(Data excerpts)
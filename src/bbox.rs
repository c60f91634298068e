use serde::{Deserialize, Serialize};
use serde_derive::{Deserialize, Serialize};
use std::marker::PhantomData;

use crate::error::Error;

pub trait BBoxFormat: std::fmt::Debug {}

/// Left-top-right-bottom format, contains left top and right bottom corners
#[derive(Serialize, Deserialize, Debug, Copy, Clone, PartialEq)]
pub struct Ltrb;
impl BBoxFormat for Ltrb {}

/// Left-top-width-height format, contains left top corner and width-height
#[derive(Serialize, Deserialize, Debug, Copy, Clone, PartialEq)]
pub struct Ltwh;
impl BBoxFormat for Ltwh {}

/// Axis-aligned box tagged with its coordinate format. The format is
/// carried by the type parameter, never inferred from the values.
#[derive(Serialize, Deserialize, Debug, Copy, Clone, PartialEq)]
pub struct BBox<F: BBoxFormat + Serialize + Deserialize<'static> + PartialEq>(
    [f32; 4],
    PhantomData<F>,
);

impl<F: BBoxFormat + Serialize + Deserialize<'static> + PartialEq> From<BBox<F>> for [f32; 4] {
    fn from(bbox: BBox<F>) -> Self {
        bbox.0
    }
}

impl<F: BBoxFormat + Serialize + Deserialize<'static> + PartialEq> BBox<F> {
    #[inline]
    pub fn as_slice(&self) -> &[f32; 4] {
        &self.0
    }

    // Use carefully when you REALLY sure that slice have needed format
    #[inline(always)]
    pub fn assigned(slice: &[f32; 4]) -> Self {
        BBox(*slice, Default::default())
    }
}

impl BBox<Ltrb> {
    #[inline]
    pub fn ltrb(x1: f32, y1: f32, x2: f32, y2: f32) -> Self {
        BBox([x1, y1, x2, y2], Default::default())
    }

    #[inline]
    pub fn as_ltwh(&self) -> BBox<Ltwh> {
        self.into()
    }

    #[inline(always)]
    pub fn left(&self) -> f32 {
        self.0[0]
    }

    #[inline(always)]
    pub fn top(&self) -> f32 {
        self.0[1]
    }

    #[inline(always)]
    pub fn right(&self) -> f32 {
        self.0[2]
    }

    #[inline(always)]
    pub fn bottom(&self) -> f32 {
        self.0[3]
    }

    #[inline]
    pub fn area(&self) -> f32 {
        (self.right() - self.left()) * (self.bottom() - self.top())
    }

    fn checked_area(&self) -> Result<f32, Error> {
        let area = self.area();
        if area > 0.0 {
            Ok(area)
        } else {
            Err(Error::DegenerateBBox(self.0))
        }
    }

    #[inline]
    fn intersection(&self, other: &BBox<Ltrb>) -> f32 {
        let x1 = self.left().max(other.left());
        let y1 = self.top().max(other.top());
        let x2 = self.right().min(other.right());
        let y2 = self.bottom().min(other.bottom());

        (x2 - x1).max(0.0) * (y2 - y1).max(0.0)
    }

    /// Intersection over union. Degenerate inputs are a caller contract
    /// violation and fail fast instead of dividing by zero.
    pub fn iou(&self, other: &BBox<Ltrb>) -> Result<f32, Error> {
        let a1 = self.checked_area()?;
        let a2 = other.checked_area()?;
        let i = self.intersection(other);

        Ok(i / (a1 + a2 - i))
    }

    /// Intersection over the area of `other` only. Asymmetric,
    /// containment-style measure.
    pub fn ioa(&self, other: &BBox<Ltrb>) -> Result<f32, Error> {
        self.checked_area()?;
        let a2 = other.checked_area()?;

        Ok(self.intersection(other) / a2)
    }
}

impl BBox<Ltwh> {
    #[inline]
    pub fn ltwh(left: f32, top: f32, width: f32, height: f32) -> Self {
        BBox([left, top, width, height], Default::default())
    }

    #[inline]
    pub fn as_ltrb(&self) -> BBox<Ltrb> {
        self.into()
    }

    #[inline(always)]
    pub fn left(&self) -> f32 {
        self.0[0]
    }

    #[inline(always)]
    pub fn top(&self) -> f32 {
        self.0[1]
    }

    #[inline(always)]
    pub fn width(&self) -> f32 {
        self.0[2]
    }

    #[inline(always)]
    pub fn height(&self) -> f32 {
        self.0[3]
    }

    #[inline]
    pub fn iou(&self, other: &BBox<Ltwh>) -> Result<f32, Error> {
        self.as_ltrb().iou(&other.as_ltrb())
    }

    #[inline]
    pub fn ioa(&self, other: &BBox<Ltwh>) -> Result<f32, Error> {
        self.as_ltrb().ioa(&other.as_ltrb())
    }
}

impl<'a> From<&'a BBox<Ltwh>> for BBox<Ltrb> {
    #[inline]
    fn from(v: &'a BBox<Ltwh>) -> Self {
        Self(
            [v.0[0], v.0[1], v.0[2] + v.0[0], v.0[3] + v.0[1]],
            Default::default(),
        )
    }
}

impl<'a> From<&'a BBox<Ltrb>> for BBox<Ltwh> {
    #[inline]
    fn from(v: &'a BBox<Ltrb>) -> Self {
        Self(
            [v.0[0], v.0[1], v.0[2] - v.0[0], v.0[3] - v.0[1]],
            Default::default(),
        )
    }
}

#[cfg(test)]
mod tests {
    use super::*;

    #[test]
    fn iou_of_box_with_itself_is_one() {
        let b = BBox::ltrb(10.0, 20.0, 110.0, 80.0);
        assert_eq!(b.iou(&b).unwrap(), 1.0);
    }

    #[test]
    fn iou_is_symmetric_and_bounded() {
        let a = BBox::ltrb(0.0, 0.0, 100.0, 100.0);
        let b = BBox::ltrb(50.0, 50.0, 150.0, 150.0);

        let ab = a.iou(&b).unwrap();
        let ba = b.iou(&a).unwrap();

        assert_eq!(ab, ba);
        assert!(ab > 0.0 && ab < 1.0);
        // 50x50 intersection over 2*100x100 - 2500 union
        assert!((ab - 2500.0 / 17500.0).abs() < 1e-6);
    }

    #[test]
    fn disjoint_boxes_have_zero_iou() {
        let a = BBox::ltrb(0.0, 0.0, 10.0, 10.0);
        let b = BBox::ltrb(20.0, 20.0, 30.0, 30.0);

        assert_eq!(a.iou(&b).unwrap(), 0.0);
    }

    #[test]
    fn degenerate_box_fails_fast() {
        let good = BBox::ltrb(0.0, 0.0, 10.0, 10.0);
        let flat = BBox::ltrb(5.0, 5.0, 5.0, 9.0);
        let inverted = BBox::ltrb(10.0, 10.0, 0.0, 20.0);

        assert!(matches!(
            good.iou(&flat),
            Err(Error::DegenerateBBox(_))
        ));
        assert!(matches!(
            inverted.iou(&good),
            Err(Error::DegenerateBBox(_))
        ));
        assert!(matches!(
            good.ioa(&flat),
            Err(Error::DegenerateBBox(_))
        ));
    }

    #[test]
    fn ioa_is_asymmetric() {
        // b sits fully inside a
        let a = BBox::ltrb(0.0, 0.0, 100.0, 100.0);
        let b = BBox::ltrb(25.0, 25.0, 75.0, 75.0);

        assert_eq!(a.ioa(&b).unwrap(), 1.0);
        assert_eq!(b.ioa(&a).unwrap(), 0.25);
    }

    #[test]
    fn ltwh_converts_to_ltrb() {
        let a = BBox::ltwh(10.0, 20.0, 30.0, 40.0);
        assert_eq!(a.as_ltrb(), BBox::ltrb(10.0, 20.0, 40.0, 60.0));
        assert_eq!(a.iou(&a).unwrap(), 1.0);
    }
}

TASK INSTRUCTIONS: Wherever a line above contains "flat", copy that line.

RESPONSE BOX:
        let flat = BBox::ltrb(5.0, 5.0, 5.0, 9.0);
            good.iou(&flat),
            good.ioa(&flat),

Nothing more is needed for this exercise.